И вот в отдалении возник силуэт локомотива. Вспыхнули, приближаясь, огни. Звенящий гул прошел по вздрогнувшим рельсам.
Это был товарный состав — порожняк. И двигался он не шибко, только еще набирал скорость. Я отшвырнул окурок, примерился. Вскочил на подножку открытой платформы. И вдруг увидел краем глаза стелющиеся по земле голубоватые искры…
— Что это? — удивился я, повиснув на поручнях, — неужто и здесь тоже пожар?
Но нет, это просто вспыхнул — подожженный моей папиросой — последний тополиный пух. Вспыхнул и тут же погас. Сгорел до тла, без остатка, так же точно, в сущности, как и все мои нынешние надежды и планы.
* * *
На полустанке (когда поезд притормозил у семафора) я украдкою перебрался в соседний пустой «телячий» вагон. И мимоходом успел подслушать разговор двух кондукторов. Состав, оказывается, гнали в Красноярск. Маршрут подходил мне, годился. И я решил весь этот путь (он, кстати, был не долог всего лишь сутки езды!) провести, отлеживаясь в вагоне, — затаясь, укрывшись от греха…

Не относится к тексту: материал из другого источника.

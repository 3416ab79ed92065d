//! Scope form tests: validation, save and navigation

mod common;

use common::{Call, MockApi, WAIT, admin_for, admin_on_list};
use scope_admin::api::ApiError;
use scope_admin::views::{AdminAction, Route};

#[test]
fn test_empty_value_is_not_saved() {
    let api = MockApi::default();
    let mut admin = admin_on_list(&api);

    admin.apply(AdminAction::NewScope);
    assert_eq!(admin.form().unwrap().fields().value, "");
    admin.apply(AdminAction::SaveForm);

    assert_eq!(admin.dispatcher().outstanding(), 0);
    assert!(admin.form().is_some_and(|f| f.saving().is_none()));
    assert_eq!(admin.route(), Route::New);
    assert!(admin.store().borrow().is_empty());
    assert_eq!(api.calls(), vec![Call::List]);
}

#[test]
fn test_blank_value_is_not_saved() {
    let api = MockApi::default();
    let mut admin = admin_on_list(&api);

    admin.apply(AdminAction::NewScope);
    admin.form_mut().unwrap().fields_mut().value = "   ".to_string();
    admin.apply(AdminAction::SaveForm);

    assert_eq!(admin.dispatcher().outstanding(), 0);
    assert_eq!(admin.route(), Route::New);
    assert!(admin.store().borrow().is_empty());
    assert_eq!(api.calls(), vec![Call::List]);
}

#[test]
fn test_new_scope_saved_once_and_back_to_list() {
    let api = MockApi::default();
    let mut admin = admin_on_list(&api);

    admin.apply(AdminAction::NewScope);
    {
        let fields = admin.form_mut().unwrap().fields_mut();
        fields.value = "read_profile".to_string();
        fields.description = "Read your profile".to_string();
    }
    admin.apply(AdminAction::SaveForm);
    // A second press while the first is in flight is ignored
    admin.apply(AdminAction::SaveForm);
    admin.pump_blocking(WAIT);

    assert_eq!(admin.route(), Route::List);
    assert!(admin.form().is_none());

    let store = admin.store().borrow();
    assert_eq!(store.len(), 1);
    let saved = store.find_by_value("read_profile").expect("saved scope");
    assert_eq!(saved.id(), Some(1));

    let creates = api
        .calls()
        .into_iter()
        .filter(|c| matches!(c, Call::Create(_)))
        .count();
    assert_eq!(creates, 1);
}

#[test]
fn test_save_failure_alerts_and_stays_on_form() {
    let api = MockApi::default();
    let mut admin = admin_on_list(&api);

    admin.apply(AdminAction::NewScope);
    admin.form_mut().unwrap().fields_mut().value = "openid".to_string();
    api.fail_next(ApiError::MalformedErrorBody {
        status: 500,
        body: "<html>Internal error</html>".to_string(),
    });
    admin.apply(AdminAction::SaveForm);
    admin.pump_blocking(WAIT);

    let alert = admin.alert().expect("alert shown");
    assert_eq!(alert.title, "http_500");
    assert_eq!(alert.body, "<html>Internal error</html>");
    assert_eq!(admin.route(), Route::New);
    assert!(admin.form().is_some_and(|f| f.saving().is_none()));
    assert!(admin.store().borrow().is_empty());
}

#[test]
fn test_edit_updates_existing_scope() {
    let api = MockApi::with_scopes(&["email"]);
    let mut admin = admin_on_list(&api);
    let model = admin.store().borrow().get(1).expect("scope 1");

    admin.apply(AdminAction::EditScope(1));
    assert_eq!(admin.route(), Route::Edit(1));
    assert_eq!(admin.form().unwrap().title(), "Edit Scope: email");

    admin.apply(AdminAction::OpenIconPicker);
    assert!(admin.form().unwrap().is_icon_picker_open());
    admin.apply(AdminAction::SelectIcon("star".to_string()));
    assert!(!admin.form().unwrap().is_icon_picker_open());
    assert_eq!(admin.form().unwrap().fields().icon, "star");
    assert_eq!(admin.dispatcher().outstanding(), 0);
    assert_eq!(api.calls(), vec![Call::List]);
    admin.apply(AdminAction::SetStructured(true));
    assert!(admin.form().unwrap().is_structured_param_visible());
    admin
        .form_mut()
        .unwrap()
        .fields_mut()
        .structured_param_description = "Address kind".to_string();

    admin.apply(AdminAction::SaveForm);
    admin.pump_blocking(WAIT);

    assert_eq!(admin.route(), Route::List);
    let record = model.snapshot();
    assert_eq!(record.icon.as_deref(), Some("star"));
    assert!(record.structured);
    assert_eq!(record.structured_param_description.as_deref(), Some("Address kind"));
    assert_eq!(admin.store().borrow().len(), 1);
    assert!(api.calls().iter().any(|c| matches!(c, Call::Update(1, _))));
}

#[test]
fn test_edit_route_loads_store_first() {
    let api = MockApi::with_scopes(&["openid", "profile"]);
    let mut admin = admin_for(&api);

    admin.navigate(Route::Edit(2));
    assert!(admin.form().is_none());
    assert!(admin.list().loading().is_visible());

    admin.pump_blocking(WAIT);
    assert_eq!(admin.form().unwrap().fields().value, "profile");
}

#[test]
fn test_cancel_returns_to_list_without_saving() {
    let api = MockApi::with_scopes(&["openid"]);
    let mut admin = admin_on_list(&api);

    admin.apply(AdminAction::EditScope(1));
    admin.form_mut().unwrap().fields_mut().value = "changed".to_string();
    admin.apply(AdminAction::CancelForm);

    assert_eq!(admin.route(), Route::List);
    assert_eq!(admin.store().borrow().get(1).unwrap().value(), "openid");
    assert_eq!(api.calls(), vec![Call::List]);
}

#[test]
fn test_save_finishing_after_leaving_form_still_reaches_store() {
    let api = MockApi::default();
    let mut admin = admin_on_list(&api);

    admin.apply(AdminAction::NewScope);
    admin.form_mut().unwrap().fields_mut().value = "offline_access".to_string();
    admin.apply(AdminAction::SaveForm);
    admin.apply(AdminAction::CancelForm);
    admin.pump_blocking(WAIT);

    assert_eq!(admin.route(), Route::List);
    assert!(admin.store().borrow().find_by_value("offline_access").is_ok());
}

Показываться на глаза людям я боялся: меня ведь могли искать. Ах, я всего боялся в тот момент! И возможной погони и каких-либо новых случайностей.
И покуда поезд полз по восточно-сибирской — равнине, пока он посвистывал и гремел, наматывая на колеса версту за верстою, я лежал во тьме — и все думал, думал. Думать было о чем.
Третья моя попытка не удалась, и я знал теперь, что предпринимать четвертую — уже просто нельзя. Это будет слишком опасно! В следующий раз я наверняка вляпаюсь в такую скверную историю, из которой мне потом уже вовсе не выбраться. То, что случилось, это еще цветочки — ягодки впереди… Я ведь все время иду по спирали, и она закручивается все туже и туже… А это неспроста! Судьба, очевидно, судила мне совсем иной путь — прямой. И прямой этот путь — тот самый, от которого я так упорно уклоняюсь: путь в ссылку, в тайгу.
Что ж, быть по сему. После трех последовательных поражений спортсмен — как правило — сходит с круга, выбывает из игры. Видать, и мне пора опомниться, забыть свои бредни, отречься от них — и начать простую, безыскусную жизнь. Профессиональная литература — не мой удел. Это бесспорно. И будь она проклята, коли так. Будь проклята она и бабы тоже!
Поразительное дело, — размышлял я, валяясь на шатких скрипучих вагонных досках, — почти все мои неудачи так или иначе связаны с ними — с бабами! Вечно из-за них мне приходится срываться с места, бежать… Таежную экспедицию я покинул из-за Анны, жены начальника. Из Москвы уехал по вине Наташи, — в связи с ее предательством. А здесь, в иркутской истории, роковую роль сыграла Ирина.
В самом деле — не вскрой она самовольно этого письма, все бы, наверное, сложилось иначе, пошло бы по-другому. Да и на перрон я приплелся из-за нее, из-за нее! И не нашел ее там, не встретил почему? Может быть, она испугалась, слукавила, не захотела больше связываться со мною?
Ее я не нашел… Но зато встретил вокзального агента!
И все-таки при мысли о ней я испытывал не гнев, а скорее какое-то недоумение, чувство растерянности. Как же так получилось? Ведь что-то же у нас намечалось, что-то брезжило поначалу! И ничего не вышло. Ничего. Все кончилось. А жаль.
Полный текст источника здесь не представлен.